Irrecevabilité de l’action en diminution de loyer en l’absence de tentative d’accord amiable

Le locataire d’un bien destiné à l’habitation dont la surface réelle est inférieure à celle mentionnée dans le contrat de bail n’est pas dépourvu d’action. Depuis la loi ALUR du 24 mars 2014, ce dernier dispose en effet de la faculté d’introduire une action judiciaire en diminution de loyer lorsqu’il constate un écart de surface habitable supérieur à un vingtième de celle prévue au contrat (article 3-1 de la loi n° 89-462 du 6 juillet 1989).

Dans un arrêt publié au Bulletin rendu le 20 avril 2023 (Civ. 3ème, 20 avr. 2023, FS-B, n°22-15.529), la Cour de cassation précise néanmoins que pour exercer valablement l’action et obtenir une diminution de loyer proportionnelle à la différence de surface constatée, le preneur à bail doit, au préalable, avoir adressé au bailleur une demande amiable restée vaine ou demeurée sans réponse.

En l’espèce, le propriétaire d’un logement donné à bail a décidé de vendre son bien.

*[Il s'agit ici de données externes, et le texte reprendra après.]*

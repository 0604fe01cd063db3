//! contextgate CLI entry point

use std::path::PathBuf;

use anyhow::Result;
use clap::{Parser, Subcommand};
use tracing_subscriber::EnvFilter;

use contextgate::config::{self, Config};
use contextgate::models::ModelRegistry;
use contextgate::policy::PhrasePolicy;
use contextgate::tools::ToolRegistry;
use contextgate::{ui, ContextLayers, Layer, ProtocolHandler};

#[derive(Parser)]
#[command(name = "contextgate")]
#[command(about = "Layered-context request pipeline for generative models")]
#[command(version)]
struct Cli {
    /// Config file (defaults to ~/.contextgate/config.json)
    #[arg(short, long, global = true)]
    config: Option<PathBuf>,

    #[command(subcommand)]
    command: Commands,
}

#[derive(Subcommand)]
enum Commands {
    /// Send one request through the pipeline
    Ask {
        /// System-layer message (repeatable)
        #[arg(long)]
        system: Vec<String>,

        /// Developer-layer message (repeatable)
        #[arg(long)]
        developer: Vec<String>,

        /// User-layer message (repeatable)
        #[arg(short, long)]
        user: Vec<String>,

        /// Model key (defaults to the configured default)
        #[arg(short, long)]
        model: Option<String>,

        /// Print the metrics snapshot as JSON afterwards
        #[arg(long)]
        stats: bool,
    },

    /// Write a default configuration file
    Init {
        /// Overwrite an existing file
        #[arg(long)]
        force: bool,
    },

    /// Show the effective configuration
    Status,
}

#[tokio::main]
async fn main() -> Result<()> {
    // Initialize logging
    tracing_subscriber::fmt()
        .with_env_filter(EnvFilter::from_default_env())
        .init();

    let cli = Cli::parse();

    match cli.command {
        Commands::Ask { system, developer, user, model, stats } => {
            let config = load_config(cli.config.as_deref())?;
            let context = build_context(system, developer, user);
            run_ask(&config, &context, model.as_deref(), stats).await?;
        }

        Commands::Init { force } => {
            let path = cli.config.unwrap_or_else(config::config_path);
            if path.exists() && !force {
                ui::print_warning(&format!("{:?} already exists (use --force to overwrite)", path));
                return Ok(());
            }
            config::save_to(&Config::default(), &path)?;
            ui::print_success(&format!("Wrote default config to {:?}", path));
        }

        Commands::Status => {
            let config = load_config(cli.config.as_deref())?;
            let models = ModelRegistry::from_config(&config);
            let tools = ToolRegistry::with_defaults();

            let policy = PhrasePolicy::new(config.policy_phrases()?);

            ui::print_header(&config.default_model, &models.keys(), &tools.tool_names());
            if !models.has(&config.default_model) {
                ui::print_warning(&format!(
                    "Default model '{}' is not registered",
                    config.default_model
                ));
            }
            ui::print_step(&format!("Caching: {}", on_off(config.enable_caching)));
            ui::print_step(&format!("Metrics: {}", on_off(config.enable_metrics)));
            ui::print_step(&format!("Forbidden phrases: {}", policy.phrases().len()));
            ui::print_step(&format!(
                "Generation: max_tokens={}, temperature={}",
                config.max_tokens, config.temperature
            ));
            ui::print_step(&format!(
                "Tool rounds: {}, deadline: {}s",
                config.max_tool_rounds, config.request_timeout_secs
            ));
            ui::print_step(&format!(
                "OpenAI key: {}",
                if config.openai.api_key.is_empty() { "not set" } else { "✓" }
            ));
            for (name, description) in tools.descriptions() {
                ui::print_step(&format!("{}: {}", name, description));
            }
        }
    }

    Ok(())
}

fn load_config(path: Option<&std::path::Path>) -> Result<Config> {
    match path {
        Some(path) => Ok(config::load_from(path)?),
        None => match config::load() {
            Ok(config) => Ok(config),
            Err(e) => {
                tracing::warn!("{}; using defaults", e);
                Ok(Config::default())
            }
        },
    }
}

/// Layers from flags, or the demo conversation when no flag is given.
fn build_context(system: Vec<String>, developer: Vec<String>, user: Vec<String>) -> ContextLayers {
    let context = ContextLayers { system, developer, user };
    if !context.is_empty() {
        return context;
    }

    ContextLayers::new()
        .with(Layer::System, "Follow the constitution and do not produce disallowed content.")
        .with(
            Layer::Developer,
            "If user requests a search, reply with TOOL:search:{\"query\": \"...\"}.",
        )
        .with(
            Layer::User,
            "Hello! Can you tell me about penguins? Also, please search for 'Arctic animals'.",
        )
}

async fn run_ask(config: &Config, context: &ContextLayers, model: Option<&str>, stats: bool) -> Result<()> {
    let handler = ProtocolHandler::new(
        config,
        ModelRegistry::from_config(config),
        ToolRegistry::with_defaults(),
    )?;

    let outcome = handler.process(context, model).await;
    match &outcome {
        Ok(completion) => {
            if completion.truncated {
                ui::print_warning("Tool round limit reached; showing last response");
            }
            println!("\n{}\n", completion.text);
        }
        Err(e) if e.is_rejection() => ui::print_warning(&e.to_string()),
        Err(e) => ui::print_error(&e.to_string()),
    }

    if stats {
        if let Some(metrics) = handler.metrics() {
            println!("{}", serde_json::to_string_pretty(&metrics.snapshot())?);
        }
    }

    // Rejections are a normal answer; anything else fails the command.
    match outcome {
        Err(e) if !e.is_rejection() => Err(e.into()),
        _ => Ok(()),
    }
}

fn on_off(flag: bool) -> &'static str {
    if flag { "on" } else { "off" }
}

#[cfg(test)]
mod tests {
    use super::*;

    #[test]
    fn test_build_context_demo_when_no_flags() {
        let context = build_context(vec![], vec![], vec![]);
        assert_eq!(context.system.len(), 1);
        assert_eq!(context.developer.len(), 1);
        assert!(context.user[0].contains("penguins"));
    }

    #[test]
    fn test_build_context_uses_flags_only() {
        let context = build_context(vec![], vec![], vec!["hi".to_string()]);
        assert!(context.system.is_empty());
        assert!(context.developer.is_empty());
        assert_eq!(context.user, vec!["hi"]);
    }

    #[tokio::test]
    async fn test_run_ask_fails_when_generation_fails() {
        let mut config = Config::default();
        config.ollama.binary = "/nonexistent/ollama".to_string();
        let context = build_context(vec![], vec![], vec!["hi".to_string()]);

        let err = run_ask(&config, &context, Some("ollama"), false).await.unwrap_err();
        assert!(err.to_string().contains("Generation failed on model ollama"));
    }

    #[tokio::test]
    async fn test_run_ask_rejection_is_not_a_failure() {
        let mut config = Config::default();
        config.forbidden_phrases = vec!["penguins".to_string()];
        let context = build_context(vec![], vec![], vec![]);

        assert!(run_ask(&config, &context, None, false).await.is_ok());
    }
}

Afin de mettre ses locataires en mesure d’exercer leur droit de préemption, ce dernier leur a fait délivrer un congé pour vendre. Estimant que l’acte signifié ne répondait pas au formalisme spécifique imposé par le législateur, les locataires ont assigné leur bailleur en nullité du congé et ont, dans le même temps, formulé une demande en diminution du loyer compte tenu d’un écart entre la surface habitable mentionnée dans le contrat de bail et celle mesurée par eux.

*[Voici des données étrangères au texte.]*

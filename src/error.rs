//! Error types for contextgate

use std::fmt;
use std::time::Duration;

use serde::Serialize;
use thiserror::Error;

/// Result type alias for contextgate operations
pub type Result<T> = std::result::Result<T, Error>;

/// Checkpoint at which a policy gate rejected text
#[derive(Debug, Clone, Copy, PartialEq, Eq, Serialize)]
#[serde(rename_all = "lowercase")]
pub enum PolicyStage {
    /// The assembled prompt, before any model call
    Input,
    /// The first model response, before any tool round
    Response,
    /// The last response, right before it is returned
    Final,
}

impl fmt::Display for PolicyStage {
    fn fmt(&self, f: &mut fmt::Formatter<'_>) -> fmt::Result {
        let s = match self {
            PolicyStage::Input => "input",
            PolicyStage::Response => "response",
            PolicyStage::Final => "final",
        };
        f.write_str(s)
    }
}

/// Errors that can occur in contextgate
#[derive(Error, Debug)]
pub enum Error {
    #[error("Policy violation at {stage} stage")]
    PolicyRejected { stage: PolicyStage },

    #[error("Model {0} not configured")]
    ModelUnavailable(String),

    #[error("Generation failed on model {model}: {cause}")]
    GenerationFailed { model: String, cause: String },

    #[error("Request exceeded deadline of {0:?}")]
    Timeout(Duration),

    #[error("Tool {name} failed: {cause}")]
    ToolInvocationFailed { name: String, cause: String },

    #[error("Malformed payload for tool {name}: {cause}")]
    MalformedToolPayload { name: String, cause: String },

    #[error("Configuration error: {0}")]
    Config(String),

    #[error("Model error: {0}")]
    Model(String),

    #[error("Tool error: {0}")]
    Tool(String),

    #[error("IO error: {0}")]
    Io(#[from] std::io::Error),

    #[error("JSON error: {0}")]
    Json(#[from] serde_json::Error),

    #[error("HTTP error: {0}")]
    Http(#[from] reqwest::Error),

    #[error("{0}")]
    Other(String),
}

impl Error {
    /// True for outcomes the pipeline hands back to the caller as a
    /// rejection rather than an infrastructure failure.
    pub fn is_rejection(&self) -> bool {
        matches!(self, Error::PolicyRejected { .. } | Error::ModelUnavailable(_))
    }
}

impl From<anyhow::Error> for Error {
    fn from(err: anyhow::Error) -> Self {
        Error::Other(err.to_string())
    }
}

Dans un arrêt rendu le 10 février 2022, la Cour d’appel d’Aix-en-Provence a déclaré irrecevable la demande tendant à obtenir une diminution de loyer, au motif que celle-ci n’avait fait l’objet d’aucune demande amiable auprès du bailleur préalablement à l’introduction de l’instance.

Les demandeurs au pourvoi reprochaient aux juges du fond d’avoir violé l’article 3-1 de la loi du 6 juillet 1989, lequel ne subordonnerait selon eux pas la recevabilité de l’action en diminution du loyer à une tentative de solution amiable entre les parties.

Ne partageant pas l’argumentation développée par les locataires, la Cour de cassation a rejeté le pourvoi. Selon elle, la cour d’appel a exactement déduit que « faute d’avoir, préalablement à la saisine du juge, adressé au bailleur une demande amiable restée sans réponse, les locataires étaient irrecevables à agir en diminution du loyer ».

Par cette décision, la haute juridiction vient préciser les modalités d’exercice de l’action en diminution du loyer offerte au locataire lésé en favorisant la voie de l’amiable dans le règlement des différends. Cette jurisprudence s’inscrit ainsi dans le fil des réformes récentes dont l’un des objectifs principaux est de développer la culture du règlement amiable des conflits.